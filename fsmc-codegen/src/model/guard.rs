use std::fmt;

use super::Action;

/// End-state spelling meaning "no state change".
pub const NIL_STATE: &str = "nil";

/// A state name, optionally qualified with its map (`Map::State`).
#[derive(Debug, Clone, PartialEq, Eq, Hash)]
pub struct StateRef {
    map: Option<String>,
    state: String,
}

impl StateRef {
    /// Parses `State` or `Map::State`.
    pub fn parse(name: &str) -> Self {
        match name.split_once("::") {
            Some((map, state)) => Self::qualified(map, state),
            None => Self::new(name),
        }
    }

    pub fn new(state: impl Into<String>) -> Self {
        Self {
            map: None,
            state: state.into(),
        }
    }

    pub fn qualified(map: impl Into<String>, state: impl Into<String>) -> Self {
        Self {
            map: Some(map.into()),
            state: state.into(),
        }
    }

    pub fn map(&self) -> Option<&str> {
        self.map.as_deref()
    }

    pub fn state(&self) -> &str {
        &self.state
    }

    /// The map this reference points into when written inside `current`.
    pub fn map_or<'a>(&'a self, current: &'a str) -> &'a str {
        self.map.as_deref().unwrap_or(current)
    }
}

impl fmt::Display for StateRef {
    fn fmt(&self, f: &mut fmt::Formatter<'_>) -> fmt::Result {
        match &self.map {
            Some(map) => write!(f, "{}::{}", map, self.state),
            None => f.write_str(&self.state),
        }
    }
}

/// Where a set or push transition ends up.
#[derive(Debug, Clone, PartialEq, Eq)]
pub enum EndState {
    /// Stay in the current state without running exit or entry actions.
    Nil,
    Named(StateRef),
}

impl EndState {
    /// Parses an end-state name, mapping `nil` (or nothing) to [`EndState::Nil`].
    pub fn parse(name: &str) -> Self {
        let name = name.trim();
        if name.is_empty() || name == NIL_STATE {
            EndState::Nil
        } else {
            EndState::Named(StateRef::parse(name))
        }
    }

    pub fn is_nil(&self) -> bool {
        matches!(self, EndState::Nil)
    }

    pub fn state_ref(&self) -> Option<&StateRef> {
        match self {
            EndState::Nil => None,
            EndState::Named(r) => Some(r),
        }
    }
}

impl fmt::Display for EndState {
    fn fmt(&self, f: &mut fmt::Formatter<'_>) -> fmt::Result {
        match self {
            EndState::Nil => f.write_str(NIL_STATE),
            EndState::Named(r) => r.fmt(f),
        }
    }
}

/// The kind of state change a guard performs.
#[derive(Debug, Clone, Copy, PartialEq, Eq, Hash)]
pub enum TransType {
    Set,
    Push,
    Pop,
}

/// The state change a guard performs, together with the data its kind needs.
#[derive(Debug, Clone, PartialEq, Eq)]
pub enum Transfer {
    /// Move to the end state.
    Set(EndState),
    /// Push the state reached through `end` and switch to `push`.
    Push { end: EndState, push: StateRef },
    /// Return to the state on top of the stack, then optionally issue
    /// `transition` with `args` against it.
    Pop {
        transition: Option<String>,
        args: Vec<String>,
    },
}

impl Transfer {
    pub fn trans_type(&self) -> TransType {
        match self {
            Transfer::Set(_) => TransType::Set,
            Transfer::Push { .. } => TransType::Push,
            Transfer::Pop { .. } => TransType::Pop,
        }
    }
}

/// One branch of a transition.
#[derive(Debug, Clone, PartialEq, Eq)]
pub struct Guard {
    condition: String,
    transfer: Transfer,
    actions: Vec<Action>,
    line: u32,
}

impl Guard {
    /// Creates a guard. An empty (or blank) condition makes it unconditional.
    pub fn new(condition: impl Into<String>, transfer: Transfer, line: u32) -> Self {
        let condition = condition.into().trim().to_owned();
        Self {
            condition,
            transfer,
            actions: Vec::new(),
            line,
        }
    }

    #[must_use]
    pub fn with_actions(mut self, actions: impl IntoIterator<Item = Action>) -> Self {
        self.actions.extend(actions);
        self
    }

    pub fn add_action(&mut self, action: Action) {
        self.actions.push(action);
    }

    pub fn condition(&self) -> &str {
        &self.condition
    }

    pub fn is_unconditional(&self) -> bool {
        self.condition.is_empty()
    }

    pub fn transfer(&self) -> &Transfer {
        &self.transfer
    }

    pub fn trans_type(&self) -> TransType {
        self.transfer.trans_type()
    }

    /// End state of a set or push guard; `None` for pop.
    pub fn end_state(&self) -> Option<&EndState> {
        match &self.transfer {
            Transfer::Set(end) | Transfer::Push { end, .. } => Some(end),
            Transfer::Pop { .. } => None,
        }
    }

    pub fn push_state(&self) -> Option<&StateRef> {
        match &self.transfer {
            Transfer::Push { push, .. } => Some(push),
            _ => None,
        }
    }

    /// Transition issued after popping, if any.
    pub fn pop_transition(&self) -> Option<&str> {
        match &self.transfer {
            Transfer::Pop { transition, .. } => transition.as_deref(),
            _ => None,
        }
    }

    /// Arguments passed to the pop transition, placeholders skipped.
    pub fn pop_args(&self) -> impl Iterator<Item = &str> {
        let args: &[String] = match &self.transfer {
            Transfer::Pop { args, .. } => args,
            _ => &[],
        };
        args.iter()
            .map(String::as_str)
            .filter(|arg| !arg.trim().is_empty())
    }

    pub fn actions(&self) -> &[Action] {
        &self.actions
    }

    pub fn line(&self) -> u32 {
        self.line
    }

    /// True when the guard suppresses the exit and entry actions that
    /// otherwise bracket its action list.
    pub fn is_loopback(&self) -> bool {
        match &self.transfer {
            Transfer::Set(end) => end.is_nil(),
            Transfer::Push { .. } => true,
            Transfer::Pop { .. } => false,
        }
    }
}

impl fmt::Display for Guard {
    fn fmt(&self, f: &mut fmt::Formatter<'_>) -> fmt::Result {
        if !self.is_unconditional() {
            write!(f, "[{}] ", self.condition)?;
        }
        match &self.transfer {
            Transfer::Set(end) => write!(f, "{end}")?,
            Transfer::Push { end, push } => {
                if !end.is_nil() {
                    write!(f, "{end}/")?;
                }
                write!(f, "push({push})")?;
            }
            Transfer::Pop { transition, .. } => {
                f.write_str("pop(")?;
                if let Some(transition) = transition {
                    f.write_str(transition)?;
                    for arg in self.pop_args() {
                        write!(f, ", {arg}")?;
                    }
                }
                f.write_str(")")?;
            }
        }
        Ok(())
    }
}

WHAT TO DO: All the data above should be set down a second time, exactly.

RESULT:
filename fsmc-codegen/src/model/guard.rs
use std::fmt;

use super::Action;

/// End-state spelling meaning "no state change".
pub const NIL_STATE: &str = "nil";

/// A state name, optionally qualified with its map (`Map::State`).
#[derive(Debug, Clone, PartialEq, Eq, Hash)]
pub struct StateRef {
    map: Option<String>,
    state: String,
}

impl StateRef {
    /// Parses `State` or `Map::State`.
    pub fn parse(name: &str) -> Self {
        match name.split_once("::") {
            Some((map, state)) => Self::qualified(map, state),
            None => Self::new(name),
        }
    }

    pub fn new(state: impl Into<String>) -> Self {
        Self {
            map: None,
            state: state.into(),
        }
    }

    pub fn qualified(map: impl Into<String>, state: impl Into<String>) -> Self {
        Self {
            map: Some(map.into()),
            state: state.into(),
        }
    }

    pub fn map(&self) -> Option<&str> {
        self.map.as_deref()
    }

    pub fn state(&self) -> &str {
        &self.state
    }

    /// The map this reference points into when written inside `current`.
    pub fn map_or<'a>(&'a self, current: &'a str) -> &'a str {
        self.map.as_deref().unwrap_or(current)
    }
}

impl fmt::Display for StateRef {
    fn fmt(&self, f: &mut fmt::Formatter<'_>) -> fmt::Result {
        match &self.map {
            Some(map) => write!(f, "{}::{}", map, self.state),
            None => f.write_str(&self.state),
        }
    }
}

/// Where a set or push transition ends up.
#[derive(Debug, Clone, PartialEq, Eq)]
pub enum EndState {
    /// Stay in the current state without running exit or entry actions.
    Nil,
    Named(StateRef),
}

impl EndState {
    /// Parses an end-state name, mapping `nil` (or nothing) to [`EndState::Nil`].
    pub fn parse(name: &str) -> Self {
        let name = name.trim();
        if name.is_empty() || name == NIL_STATE {
            EndState::Nil
        } else {
            EndState::Named(StateRef::parse(name))
        }
    }

    pub fn is_nil(&self) -> bool {
        matches!(self, EndState::Nil)
    }

    pub fn state_ref(&self) -> Option<&StateRef> {
        match self {
            EndState::Nil => None,
            EndState::Named(r) => Some(r),
        }
    }
}

impl fmt::Display for EndState {
    fn fmt(&self, f: &mut fmt::Formatter<'_>) -> fmt::Result {
        match self {
            EndState::Nil => f.write_str(NIL_STATE),
            EndState::Named(r) => r.fmt(f),
        }
    }
}

/// The kind of state change a guard performs.
#[derive(Debug, Clone, Copy, PartialEq, Eq, Hash)]
pub enum TransType {
    Set,
    Push,
    Pop,
}

/// The state change a guard performs, together with the data its kind needs.
#[derive(Debug, Clone, PartialEq, Eq)]
pub enum Transfer {
    /// Move to the end state.
    Set(EndState),
    /// Push the state reached through `end` and switch to `push`.
    Push { end: EndState, push: StateRef },
    /// Return to the state on top of the stack, then optionally issue
    /// `transition` with `args` against it.
    Pop {
        transition: Option<String>,
        args: Vec<String>,
    },
}

impl Transfer {
    pub fn trans_type(&self) -> TransType {
        match self {
            Transfer::Set(_) => TransType::Set,
            Transfer::Push { .. } => TransType::Push,
            Transfer::Pop { .. } => TransType::Pop,
        }
    }
}

/// One branch of a transition.
#[derive(Debug, Clone, PartialEq, Eq)]
pub struct Guard {
    condition: String,
    transfer: Transfer,
    actions: Vec<Action>,
    line: u32,
}

impl Guard {
    /// Creates a guard. An empty (or blank) condition makes it unconditional.
    pub fn new(condition: impl Into<String>, transfer: Transfer, line: u32) -> Self {
        let condition = condition.into().trim().to_owned();
        Self {
            condition,
            transfer,
            actions: Vec::new(),
            line,
        }
    }

    #[must_use]
    pub fn with_actions(mut self, actions: impl IntoIterator<Item = Action>) -> Self {
        self.actions.extend(actions);
        self
    }

    pub fn add_action(&mut self, action: Action) {
        self.actions.push(action);
    }

    pub fn condition(&self) -> &str {
        &self.condition
    }

    pub fn is_unconditional(&self) -> bool {
        self.condition.is_empty()
    }

    pub fn transfer(&self) -> &Transfer {
        &self.transfer
    }

    pub fn trans_type(&self) -> TransType {
        self.transfer.trans_type()
    }

    /// End state of a set or push guard; `None` for pop.
    pub fn end_state(&self) -> Option<&EndState> {
        match &self.transfer {
            Transfer::Set(end) | Transfer::Push { end, .. } => Some(end),
            Transfer::Pop { .. } => None,
        }
    }

    pub fn push_state(&self) -> Option<&StateRef> {
        match &self.transfer {
            Transfer::Push { push, .. } => Some(push),
            _ => None,
        }
    }

    /// Transition issued after popping, if any.
    pub fn pop_transition(&self) -> Option<&str> {
        match &self.transfer {
            Transfer::Pop { transition, .. } => transition.as_deref(),
            _ => None,
        }
    }

    /// Arguments passed to the pop transition, placeholders skipped.
    pub fn pop_args(&self) -> impl Iterator<Item = &str> {
        let args: &[String] = match &self.transfer {
            Transfer::Pop { args, .. } => args,
            _ => &[],
        };
        args.iter()
            .map(String::as_str)
            .filter(|arg| !arg.trim().is_empty())
    }

    pub fn actions(&self) -> &[Action] {
        &self.actions
    }

    pub fn line(&self) -> u32 {
        self.line
    }

    /// True when the guard suppresses the exit and entry actions that
    /// otherwise bracket its action list.
    pub fn is_loopback(&self) -> bool {
        match &self.transfer {
            Transfer::Set(end) => end.is_nil(),
            Transfer::Push { .. } => true,
            Transfer::Pop { .. } => false,
        }
    }
}

impl fmt::Display for Guard {
    fn fmt(&self, f: &mut fmt::Formatter<'_>) -> fmt::Result {
        if !self.is_unconditional() {
            write!(f, "[{}] ", self.condition)?;
        }
        match &self.transfer {
            Transfer::Set(end) => write!(f, "{end}")?,
            Transfer::Push { end, push } => {
                if !end.is_nil() {
                    write!(f, "{end}/")?;
                }
                write!(f, "push({push})")?;
            }
            Transfer::Pop { transition, .. } => {
                f.write_str("pop(")?;
                if let Some(transition) = transition {
                    f.write_str(transition)?;
                    for arg in self.pop_args() {
                        write!(f, ", {arg}")?;
                    }
                }
                f.write_str(")")?;
            }
        }
        Ok(())
    }
}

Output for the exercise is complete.